What you have to do
Reproduce the full listing that follows, matching it exactly.

Data for the task
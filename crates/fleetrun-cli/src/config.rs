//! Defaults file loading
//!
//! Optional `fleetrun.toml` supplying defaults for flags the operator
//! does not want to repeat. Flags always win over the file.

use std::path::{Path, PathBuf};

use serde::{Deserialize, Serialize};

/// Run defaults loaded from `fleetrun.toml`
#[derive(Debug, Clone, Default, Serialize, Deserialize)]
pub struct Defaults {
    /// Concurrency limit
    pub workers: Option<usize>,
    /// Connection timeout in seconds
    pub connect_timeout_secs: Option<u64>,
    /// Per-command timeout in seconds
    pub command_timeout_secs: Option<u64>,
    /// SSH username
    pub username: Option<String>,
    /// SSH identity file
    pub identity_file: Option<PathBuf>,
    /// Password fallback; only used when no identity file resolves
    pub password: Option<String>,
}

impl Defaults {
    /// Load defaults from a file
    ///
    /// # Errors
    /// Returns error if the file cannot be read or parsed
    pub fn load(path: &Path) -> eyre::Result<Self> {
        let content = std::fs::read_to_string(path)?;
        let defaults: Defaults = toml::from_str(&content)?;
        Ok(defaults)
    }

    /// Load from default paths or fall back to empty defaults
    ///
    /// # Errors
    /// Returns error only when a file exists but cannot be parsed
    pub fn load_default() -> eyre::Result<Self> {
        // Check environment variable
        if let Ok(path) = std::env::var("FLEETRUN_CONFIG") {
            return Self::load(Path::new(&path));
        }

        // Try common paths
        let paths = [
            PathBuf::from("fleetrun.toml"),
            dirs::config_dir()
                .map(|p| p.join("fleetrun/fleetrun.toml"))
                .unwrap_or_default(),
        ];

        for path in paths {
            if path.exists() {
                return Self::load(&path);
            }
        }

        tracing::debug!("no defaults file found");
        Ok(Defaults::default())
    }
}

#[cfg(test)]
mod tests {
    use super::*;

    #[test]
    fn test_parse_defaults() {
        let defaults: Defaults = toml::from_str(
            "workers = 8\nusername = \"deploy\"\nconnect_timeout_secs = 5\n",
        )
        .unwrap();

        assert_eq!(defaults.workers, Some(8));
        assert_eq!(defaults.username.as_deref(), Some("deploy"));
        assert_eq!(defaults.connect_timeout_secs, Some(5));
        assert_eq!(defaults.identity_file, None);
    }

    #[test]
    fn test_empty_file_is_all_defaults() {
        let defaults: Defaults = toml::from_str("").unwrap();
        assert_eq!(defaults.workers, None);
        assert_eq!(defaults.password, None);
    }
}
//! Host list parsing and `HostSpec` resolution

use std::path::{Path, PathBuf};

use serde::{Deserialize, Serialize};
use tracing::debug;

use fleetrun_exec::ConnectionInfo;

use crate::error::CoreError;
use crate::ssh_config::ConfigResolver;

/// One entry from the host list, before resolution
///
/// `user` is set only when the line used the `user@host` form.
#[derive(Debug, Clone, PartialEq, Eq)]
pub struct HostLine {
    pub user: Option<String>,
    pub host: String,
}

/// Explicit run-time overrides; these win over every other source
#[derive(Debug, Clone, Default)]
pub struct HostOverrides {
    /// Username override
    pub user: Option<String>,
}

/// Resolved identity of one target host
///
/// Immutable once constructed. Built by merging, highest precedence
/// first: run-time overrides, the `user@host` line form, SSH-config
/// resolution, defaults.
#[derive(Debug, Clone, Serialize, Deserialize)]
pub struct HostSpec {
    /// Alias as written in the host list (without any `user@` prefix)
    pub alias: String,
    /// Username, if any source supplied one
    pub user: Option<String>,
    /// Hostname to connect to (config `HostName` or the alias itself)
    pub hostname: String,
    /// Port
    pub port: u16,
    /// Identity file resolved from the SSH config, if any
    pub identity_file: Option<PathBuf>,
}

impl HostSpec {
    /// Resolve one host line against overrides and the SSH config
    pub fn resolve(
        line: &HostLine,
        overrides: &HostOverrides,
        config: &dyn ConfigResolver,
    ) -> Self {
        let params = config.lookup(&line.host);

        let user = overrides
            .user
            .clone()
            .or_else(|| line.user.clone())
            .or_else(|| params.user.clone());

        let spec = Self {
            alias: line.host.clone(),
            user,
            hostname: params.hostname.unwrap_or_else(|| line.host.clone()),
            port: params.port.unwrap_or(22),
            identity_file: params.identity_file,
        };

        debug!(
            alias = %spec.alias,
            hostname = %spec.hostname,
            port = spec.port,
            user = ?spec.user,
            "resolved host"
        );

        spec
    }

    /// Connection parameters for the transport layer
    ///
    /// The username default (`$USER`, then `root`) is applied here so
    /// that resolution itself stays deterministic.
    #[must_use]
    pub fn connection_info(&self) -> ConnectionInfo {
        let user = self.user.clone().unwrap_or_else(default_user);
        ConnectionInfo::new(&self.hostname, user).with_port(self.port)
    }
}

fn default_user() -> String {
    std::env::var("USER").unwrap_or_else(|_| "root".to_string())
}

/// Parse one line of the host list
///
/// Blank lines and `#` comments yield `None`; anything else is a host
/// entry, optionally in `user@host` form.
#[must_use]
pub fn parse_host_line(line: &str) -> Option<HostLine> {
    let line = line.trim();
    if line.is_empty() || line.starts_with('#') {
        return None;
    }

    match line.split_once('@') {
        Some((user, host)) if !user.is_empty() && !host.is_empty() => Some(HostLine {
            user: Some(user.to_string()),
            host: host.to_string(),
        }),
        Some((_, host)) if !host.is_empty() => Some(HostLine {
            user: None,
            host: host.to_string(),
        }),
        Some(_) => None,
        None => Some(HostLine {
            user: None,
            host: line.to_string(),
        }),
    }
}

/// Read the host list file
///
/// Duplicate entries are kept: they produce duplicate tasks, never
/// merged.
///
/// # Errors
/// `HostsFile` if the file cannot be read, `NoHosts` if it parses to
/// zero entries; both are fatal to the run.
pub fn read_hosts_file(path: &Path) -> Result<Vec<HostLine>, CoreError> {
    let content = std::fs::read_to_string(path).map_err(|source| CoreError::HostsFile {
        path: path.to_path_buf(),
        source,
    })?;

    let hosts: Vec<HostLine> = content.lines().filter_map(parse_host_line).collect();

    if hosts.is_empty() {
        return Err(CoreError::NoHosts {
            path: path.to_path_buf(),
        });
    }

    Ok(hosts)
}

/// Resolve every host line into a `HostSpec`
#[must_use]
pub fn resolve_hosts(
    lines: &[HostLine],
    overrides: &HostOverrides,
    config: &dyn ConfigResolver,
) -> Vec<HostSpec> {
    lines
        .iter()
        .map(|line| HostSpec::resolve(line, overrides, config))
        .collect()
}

Exercise response
filename crates/fleetrun-cli/src/config.rs
//! Defaults file loading
//!
//! Optional `fleetrun.toml` supplying defaults for flags the operator
//! does not want to repeat. Flags always win over the file.

use std::path::{Path, PathBuf};

use serde::{Deserialize, Serialize};

/// Run defaults loaded from `fleetrun.toml`
#[derive(Debug, Clone, Default, Serialize, Deserialize)]
pub struct Defaults {
    /// Concurrency limit
    pub workers: Option<usize>,
    /// Connection timeout in seconds
    pub connect_timeout_secs: Option<u64>,
    /// Per-command timeout in seconds
    pub command_timeout_secs: Option<u64>,
    /// SSH username
    pub username: Option<String>,
    /// SSH identity file
    pub identity_file: Option<PathBuf>,
    /// Password fallback; only used when no identity file resolves
    pub password: Option<String>,
}

impl Defaults {
    /// Load defaults from a file
    ///
    /// # Errors
    /// Returns error if the file cannot be read or parsed
    pub fn load(path: &Path) -> eyre::Result<Self> {
        let content = std::fs::read_to_string(path)?;
        let defaults: Defaults = toml::from_str(&content)?;
        Ok(defaults)
    }

    /// Load from default paths or fall back to empty defaults
    ///
    /// # Errors
    /// Returns error only when a file exists but cannot be parsed
    pub fn load_default() -> eyre::Result<Self> {
        // Check environment variable
        if let Ok(path) = std::env::var("FLEETRUN_CONFIG") {
            return Self::load(Path::new(&path));
        }

        // Try common paths
        let paths = [
            PathBuf::from("fleetrun.toml"),
            dirs::config_dir()
                .map(|p| p.join("fleetrun/fleetrun.toml"))
                .unwrap_or_default(),
        ];

        for path in paths {
            if path.exists() {
                return Self::load(&path);
            }
        }

        tracing::debug!("no defaults file found");
        Ok(Defaults::default())
    }
}

#[cfg(test)]
mod tests {
    use super::*;

    #[test]
    fn test_parse_defaults() {
        let defaults: Defaults = toml::from_str(
            "workers = 8\nusername = \"deploy\"\nconnect_timeout_secs = 5\n",
        )
        .unwrap();

        assert_eq!(defaults.workers, Some(8));
        assert_eq!(defaults.username.as_deref(), Some("deploy"));
        assert_eq!(defaults.connect_timeout_secs, Some(5));
        assert_eq!(defaults.identity_file, None);
    }

    #[test]
    fn test_empty_file_is_all_defaults() {
        let defaults: Defaults = toml::from_str("").unwrap();
        assert_eq!(defaults.workers, None);
        assert_eq!(defaults.password, None);
    }
}
//! Host list parsing and `HostSpec` resolution

use std::path::{Path, PathBuf};

use serde::{Deserialize, Serialize};
use tracing::debug;

use fleetrun_exec::ConnectionInfo;

use crate::error::CoreError;
use crate::ssh_config::ConfigResolver;

/// One entry from the host list, before resolution
///
/// `user` is set only when the line used the `user@host` form.
#[derive(Debug, Clone, PartialEq, Eq)]
pub struct HostLine {
    pub user: Option<String>,
    pub host: String,
}

/// Explicit run-time overrides; these win over every other source
#[derive(Debug, Clone, Default)]
pub struct HostOverrides {
    /// Username override
    pub user: Option<String>,
}

/// Resolved identity of one target host
///
/// Immutable once constructed. Built by merging, highest precedence
/// first: run-time overrides, the `user@host` line form, SSH-config
/// resolution, defaults.
#[derive(Debug, Clone, Serialize, Deserialize)]
pub struct HostSpec {
    /// Alias as written in the host list (without any `user@` prefix)
    pub alias: String,
    /// Username, if any source supplied one
    pub user: Option<String>,
    /// Hostname to connect to (config `HostName` or the alias itself)
    pub hostname: String,
    /// Port
    pub port: u16,
    /// Identity file resolved from the SSH config, if any
    pub identity_file: Option<PathBuf>,
}

impl HostSpec {
    /// Resolve one host line against overrides and the SSH config
    pub fn resolve(
        line: &HostLine,
        overrides: &HostOverrides,
        config: &dyn ConfigResolver,
    ) -> Self {
        let params = config.lookup(&line.host);

        let user = overrides
            .user
            .clone()
            .or_else(|| line.user.clone())
            .or_else(|| params.user.clone());

        let spec = Self {
            alias: line.host.clone(),
            user,
            hostname: params.hostname.unwrap_or_else(|| line.host.clone()),
            port: params.port.unwrap_or(22),
            identity_file: params.identity_file,
        };

        debug!(
            alias = %spec.alias,
            hostname = %spec.hostname,
            port = spec.port,
            user = ?spec.user,
            "resolved host"
        );

        spec
    }

    /// Connection parameters for the transport layer
    ///
    /// The username default (`$USER`, then `root`) is applied here so
    /// that resolution itself stays deterministic.
    #[must_use]
    pub fn connection_info(&self) -> ConnectionInfo {
        let user = self.user.clone().unwrap_or_else(default_user);
        ConnectionInfo::new(&self.hostname, user).with_port(self.port)
    }
}

fn default_user() -> String {
    std::env::var("USER").unwrap_or_else(|_| "root".to_string())
}

/// Parse one line of the host list
///
/// Blank lines and `#` comments yield `None`; anything else is a host
/// entry, optionally in `user@host` form.
#[must_use]
pub fn parse_host_line(line: &str) -> Option<HostLine> {
    let line = line.trim();
    if line.is_empty() || line.starts_with('#') {
        return None;
    }

    match line.split_once('@') {
        Some((user, host)) if !user.is_empty() && !host.is_empty() => Some(HostLine {
            user: Some(user.to_string()),
            host: host.to_string(),
        }),
        Some((_, host)) if !host.is_empty() => Some(HostLine {
            user: None,
            host: host.to_string(),
        }),
        Some(_) => None,
        None => Some(HostLine {
            user: None,
            host: line.to_string(),
        }),
    }
}

/// Read the host list file
///
/// Duplicate entries are kept: they produce duplicate tasks, never
/// merged.
///
/// # Errors
/// `HostsFile` if the file cannot be read, `NoHosts` if it parses to
/// zero entries; both are fatal to the run.
pub fn read_hosts_file(path: &Path) -> Result<Vec<HostLine>, CoreError> {
    let content = std::fs::read_to_string(path).map_err(|source| CoreError::HostsFile {
        path: path.to_path_buf(),
        source,
    })?;

    let hosts: Vec<HostLine> = content.lines().filter_map(parse_host_line).collect();

    if hosts.is_empty() {
        return Err(CoreError::NoHosts {
            path: path.to_path_buf(),
        });
    }

    Ok(hosts)
}

/// Resolve every host line into a `HostSpec`
#[must_use]
pub fn resolve_hosts(
    lines: &[HostLine],
    overrides: &HostOverrides,
    config: &dyn ConfigResolver,
) -> Vec<HostSpec> {
    lines
        .iter()
        .map(|line| HostSpec::resolve(line, overrides, config))
        .collect()
}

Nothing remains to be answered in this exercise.